Question

can't seem to figure out the syntax for populating a hstore with a value of composite type -- note: I do not want to convert a record to a hstore.

select hstore('hello => ROW(1,2)');

I know it's something simple; However, google is not my friend today.

use case : custom inverted index.

The data is modelling an inverted index of lexemes, the composite data types are various probabilities related to the lexemes which I will use to implement document clustering. Does anyone know a better way of doing this ? I'm open to using an external system if it allows attaching attributes to key->posting pairs in the inverted index.

I'd use something external if it had solid support for what I am trying to do, I suspect that sticking 3-10k lexemes per tuple and then doing batch processing on them is gonna be nasty as the whole hstore will have to be parsed and converted.
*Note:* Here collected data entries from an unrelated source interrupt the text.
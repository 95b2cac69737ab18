//! In-memory store backend.
//!
//! Workflows shard into independent entries of a [`DashMap`]; every
//! operation locks exactly one shard, which gives the per-key atomicity
//! the port requires without a global lock.

use async_trait::async_trait;
use chrono::Utc;
use dashmap::DashMap;
use indexmap::IndexMap;
use serde_json::Value;
use tracing::debug;
use webpilot_core::{WorkflowId, record_id};
use webpilot_workflow::{DescriptionVersion, Plan, PlanVersion};

use crate::backend::{RecordPatch, StoreBackend};
use crate::error::StoreError;
use crate::record::Record;

/// Per-workflow storage shard.
#[derive(Debug, Default)]
struct Shard {
    globals: serde_json::Map<String, Value>,
    records: IndexMap<String, Record>,
    descriptions: Vec<DescriptionVersion>,
    plans: Vec<PlanVersion>,
    browser_state: Option<Value>,
}

/// The in-process [`StoreBackend`].
#[derive(Debug, Default)]
pub struct MemoryStore {
    shards: DashMap<WorkflowId, Shard>,
}

impl MemoryStore {
    /// Create an empty store.
    #[must_use]
    pub fn new() -> Self {
        Self::default()
    }

    fn with_shard<T>(&self, workflow: WorkflowId, f: impl FnOnce(&mut Shard) -> T) -> T {
        let mut shard = self.shards.entry(workflow).or_default();
        f(&mut shard)
    }
}

#[async_trait]
impl StoreBackend for MemoryStore {
    async fn get_global(
        &self,
        workflow: WorkflowId,
        key: &str,
    ) -> Result<Option<Value>, StoreError> {
        Ok(self.with_shard(workflow, |shard| shard.globals.get(key).cloned()))
    }

    async fn set_global(
        &self,
        workflow: WorkflowId,
        key: &str,
        value: Value,
    ) -> Result<(), StoreError> {
        debug!(workflow = %workflow, key, "set global");
        self.with_shard(workflow, |shard| {
            shard.globals.insert(key.to_owned(), value);
        });
        Ok(())
    }

    async fn delete_global(&self, workflow: WorkflowId, key: &str) -> Result<(), StoreError> {
        self.with_shard(workflow, |shard| {
            shard.globals.remove(key);
        });
        Ok(())
    }

    async fn clear_globals(&self, workflow: WorkflowId) -> Result<(), StoreError> {
        self.with_shard(workflow, |shard| shard.globals.clear());
        Ok(())
    }

    async fn scan_globals(
        &self,
        workflow: WorkflowId,
        prefix: Option<&str>,
    ) -> Result<serde_json::Map<String, Value>, StoreError> {
        Ok(self.with_shard(workflow, |shard| match prefix {
            None => shard.globals.clone(),
            Some(prefix) => shard
                .globals
                .iter()
                .filter(|(key, _)| key.starts_with(prefix))
                .map(|(key, value)| (key.clone(), value.clone()))
                .collect(),
        }))
    }

    async fn create_record(&self, workflow: WorkflowId, record: Record) -> Result<(), StoreError> {
        debug!(workflow = %workflow, record_id = %record.record_id, "create record");
        self.with_shard(workflow, |shard| {
            if shard.records.contains_key(&record.record_id) {
                return Err(StoreError::DuplicateRecord {
                    record_id: record.record_id.clone(),
                });
            }
            shard.records.insert(record.record_id.clone(), record);
            Ok(())
        })
    }

    async fn get_record(
        &self,
        workflow: WorkflowId,
        id: &str,
    ) -> Result<Option<Record>, StoreError> {
        Ok(self.with_shard(workflow, |shard| shard.records.get(id).cloned()))
    }

    async fn update_record(
        &self,
        workflow: WorkflowId,
        id: &str,
        patch: RecordPatch,
    ) -> Result<Record, StoreError> {
        self.with_shard(workflow, |shard| {
            let record = shard
                .records
                .get_mut(id)
                .ok_or_else(|| StoreError::RecordNotFound {
                    record_id: id.to_owned(),
                })?;
            if let Some((alias, fields)) = patch.merge_data {
                record.merge_data(&alias, fields);
            }
            if let Some(status) = patch.status {
                record.status = status;
            }
            if patch.clear_error {
                record.error_message = None;
            }
            if let Some(message) = patch.error_message {
                record.error_message = Some(message);
            }
            record.updated_at = Utc::now();
            Ok(record.clone())
        })
    }

    async fn delete_record(&self, workflow: WorkflowId, id: &str) -> Result<(), StoreError> {
        self.with_shard(workflow, |shard| {
            shard
                .records
                .shift_remove(id)
                .map(|_| ())
                .ok_or_else(|| StoreError::RecordNotFound {
                    record_id: id.to_owned(),
                })
        })
    }

    async fn list_records(
        &self,
        workflow: WorkflowId,
        pattern: &str,
    ) -> Result<Vec<Record>, StoreError> {
        Ok(self.with_shard(workflow, |shard| {
            shard
                .records
                .values()
                .filter(|record| record_id::matches_pattern(&record.record_id, pattern))
                .cloned()
                .collect()
        }))
    }

    async fn clear_records(&self, workflow: WorkflowId) -> Result<(), StoreError> {
        self.with_shard(workflow, |shard| shard.records.clear());
        Ok(())
    }

    async fn description(
        &self,
        workflow: WorkflowId,
    ) -> Result<Option<DescriptionVersion>, StoreError> {
        Ok(self.with_shard(workflow, |shard| shard.descriptions.last().cloned()))
    }

    async fn append_description(
        &self,
        workflow: WorkflowId,
        text: String,
        reason: Option<String>,
    ) -> Result<DescriptionVersion, StoreError> {
        Ok(self.with_shard(workflow, |shard| {
            let version = DescriptionVersion {
                version: shard.descriptions.len() as u32 + 1,
                text,
                reason,
                updated_at: Utc::now(),
            };
            shard.descriptions.push(version.clone());
            version
        }))
    }

    async fn plan(&self, workflow: WorkflowId) -> Result<Option<PlanVersion>, StoreError> {
        Ok(self.with_shard(workflow, |shard| shard.plans.last().cloned()))
    }

    async fn append_plan(
        &self,
        workflow: WorkflowId,
        plan: Plan,
        reason: Option<String>,
    ) -> Result<PlanVersion, StoreError> {
        Ok(self.with_shard(workflow, |shard| {
            let version = PlanVersion {
                version: shard.plans.len() as u32 + 1,
                plan,
                reason,
                updated_at: Utc::now(),
            };
            shard.plans.push(version.clone());
            version
        }))
    }

    async fn browser_state(&self, workflow: WorkflowId) -> Result<Option<Value>, StoreError> {
        Ok(self.with_shard(workflow, |shard| shard.browser_state.clone()))
    }

    async fn set_browser_state(
        &self,
        workflow: WorkflowId,
        state: Value,
    ) -> Result<(), StoreError> {
        self.with_shard(workflow, |shard| shard.browser_state = Some(state));
        Ok(())
    }
}

#[cfg(test)]
mod tests {
    use super::*;
    use crate::record::RecordStatus;
    use pretty_assertions::assert_eq;
    use serde_json::json;

    fn wf() -> WorkflowId {
        WorkflowId::v4()
    }

    fn fields(value: Value) -> serde_json::Map<String, Value> {
        value.as_object().unwrap().clone()
    }

    #[tokio::test]
    async fn globals_roundtrip() {
        let store = MemoryStore::new();
        let id = wf();
        store.set_global(id, "apiKey", json!("sk-123")).await.unwrap();
        assert_eq!(
            store.get_global(id, "apiKey").await.unwrap(),
            Some(json!("sk-123"))
        );

        store.delete_global(id, "apiKey").await.unwrap();
        assert_eq!(store.get_global(id, "apiKey").await.unwrap(), None);
    }

    #[tokio::test]
    async fn set_global_is_an_upsert() {
        let store = MemoryStore::new();
        let id = wf();
        store.set_global(id, "n", json!(1)).await.unwrap();
        store.set_global(id, "n", json!(2)).await.unwrap();
        assert_eq!(store.get_global(id, "n").await.unwrap(), Some(json!(2)));
    }

    #[tokio::test]
    async fn scan_globals_filters_by_prefix() {
        let store = MemoryStore::new();
        let id = wf();
        store.set_global(id, "apiKey", json!("k")).await.unwrap();
        store
            .set_global(id, "extract.count", json!(2))
            .await
            .unwrap();
        store
            .set_global(id, "extract.emails", json!([]))
            .await
            .unwrap();

        let scanned = store.scan_globals(id, Some("extract.")).await.unwrap();
        assert_eq!(scanned.len(), 2);
        assert!(scanned.contains_key("extract.count"));

        let all = store.scan_globals(id, None).await.unwrap();
        assert_eq!(all.len(), 3);
    }

    #[tokio::test]
    async fn clearing_globals_leaves_records_alone() {
        let store = MemoryStore::new();
        let id = wf();
        store.set_global(id, "apiKey", json!("k")).await.unwrap();
        store
            .create_record(id, Record::new("email_001", "email"))
            .await
            .unwrap();

        store.clear_globals(id).await.unwrap();
        assert!(store.scan_globals(id, None).await.unwrap().is_empty());
        assert!(store.get_record(id, "email_001").await.unwrap().is_some());
    }

    #[tokio::test]
    async fn duplicate_record_rejected() {
        let store = MemoryStore::new();
        let id = wf();
        store
            .create_record(id, Record::new("email_001", "email"))
            .await
            .unwrap();
        let err = store
            .create_record(id, Record::new("email_001", "email"))
            .await
            .unwrap_err();
        assert!(matches!(err, StoreError::DuplicateRecord { .. }));
    }

    #[tokio::test]
    async fn update_record_merges_under_alias() {
        let store = MemoryStore::new();
        let id = wf();
        store
            .create_record(id, Record::new("email_001", "email"))
            .await
            .unwrap();

        store
            .update_record(
                id,
                "email_001",
                RecordPatch::merge("extract", fields(json!({"subject": "A"}))),
            )
            .await
            .unwrap();
        let updated = store
            .update_record(
                id,
                "email_001",
                RecordPatch::merge("classify", fields(json!({"type": "investor"})))
                    .with_status(RecordStatus::Completed),
            )
            .await
            .unwrap();

        assert_eq!(updated.data["extract"], json!({"subject": "A"}));
        assert_eq!(updated.data["classify"], json!({"type": "investor"}));
        assert_eq!(updated.status, RecordStatus::Completed);
    }

    #[tokio::test]
    async fn update_missing_record_fails() {
        let store = MemoryStore::new();
        let err = store
            .update_record(wf(), "ghost_001", RecordPatch::default())
            .await
            .unwrap_err();
        assert!(matches!(err, StoreError::RecordNotFound { .. }));
    }

    #[tokio::test]
    async fn list_records_by_pattern_in_creation_order() {
        let store = MemoryStore::new();
        let id = wf();
        for record_id in ["email_001", "email_002", "order_001"] {
            let record_type = record_id.rsplit_once('_').unwrap().0;
            store
                .create_record(id, Record::new(record_id, record_type))
                .await
                .unwrap();
        }

        let emails = store.list_records(id, "email_*").await.unwrap();
        assert_eq!(
            emails.iter().map(|r| r.record_id.as_str()).collect::<Vec<_>>(),
            vec!["email_001", "email_002"]
        );
        assert_eq!(store.list_records(id, "*").await.unwrap().len(), 3);
    }

    #[tokio::test]
    async fn workflows_are_isolated() {
        let store = MemoryStore::new();
        let a = wf();
        let b = wf();
        store.set_global(a, "k", json!(1)).await.unwrap();
        assert_eq!(store.get_global(b, "k").await.unwrap(), None);
    }

    #[tokio::test]
    async fn plan_and_description_versions_increment() {
        let store = MemoryStore::new();
        let id = wf();

        let v1 = store
            .append_description(id, "goal v1".into(), None)
            .await
            .unwrap();
        let v2 = store
            .append_description(id, "goal v2".into(), Some("clarified".into()))
            .await
            .unwrap();
        assert_eq!((v1.version, v2.version), (1, 2));
        assert_eq!(
            store.description(id).await.unwrap().unwrap().text,
            "goal v2"
        );

        let plan = Plan { phases: vec![] };
        let p1 = store.append_plan(id, plan.clone(), None).await.unwrap();
        assert_eq!(p1.version, 1);
        assert_eq!(store.plan(id).await.unwrap().unwrap().version, 1);
    }

    #[tokio::test]
    async fn browser_state_snapshot_roundtrip() {
        let store = MemoryStore::new();
        let id = wf();
        assert_eq!(store.browser_state(id).await.unwrap(), None);
        store
            .set_browser_state(id, json!({"activeTabName": "main"}))
            .await
            .unwrap();
        assert_eq!(
            store.browser_state(id).await.unwrap().unwrap()["activeTabName"],
            json!("main")
        );
    }
}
At the moment my lexemes are in the range of 50-1k per tuple, mostly in the low hundreds, and i'm just doing it for my research algorithms. But there has to be a better way of doing this.

Was it helpful?

Solution

Strings in hstore are double-quoted. hstore only supports text values, nothing else, so you must store other types as their text representations:

SELECT hstore('k => "(1,2)"');

eg:

regress=> SELECT (hstore('k => "(1,2)"')) -> 'k';
 ?column? 
----------
 (1,2)
(1 row)

This means you have to cast the values to use them, eg:

regress=> CREATE TYPE pair AS (a integer, b integer);
CREATE TYPE
regress=> SELECT ((hstore('k => "(1,2)"')) -> 'k')::pair;
 pair  
-------
 (1,2)
(1 row)

or using arrays instead to avoid the composite type:

regress=> SELECT ((hstore('k => "{1,2}"')) -> 'k')::integer[];
 int4  
-------
 {1,2}
(1 row)

Arrays are indexed from 1 with the [] operator, eg [1].

This is generally horrendously inefficient because the values must be parsed and converted every single time. It's not really practical to suggest alternatives when you haven't said much about the nature of your problem and why you want hstore in the first place.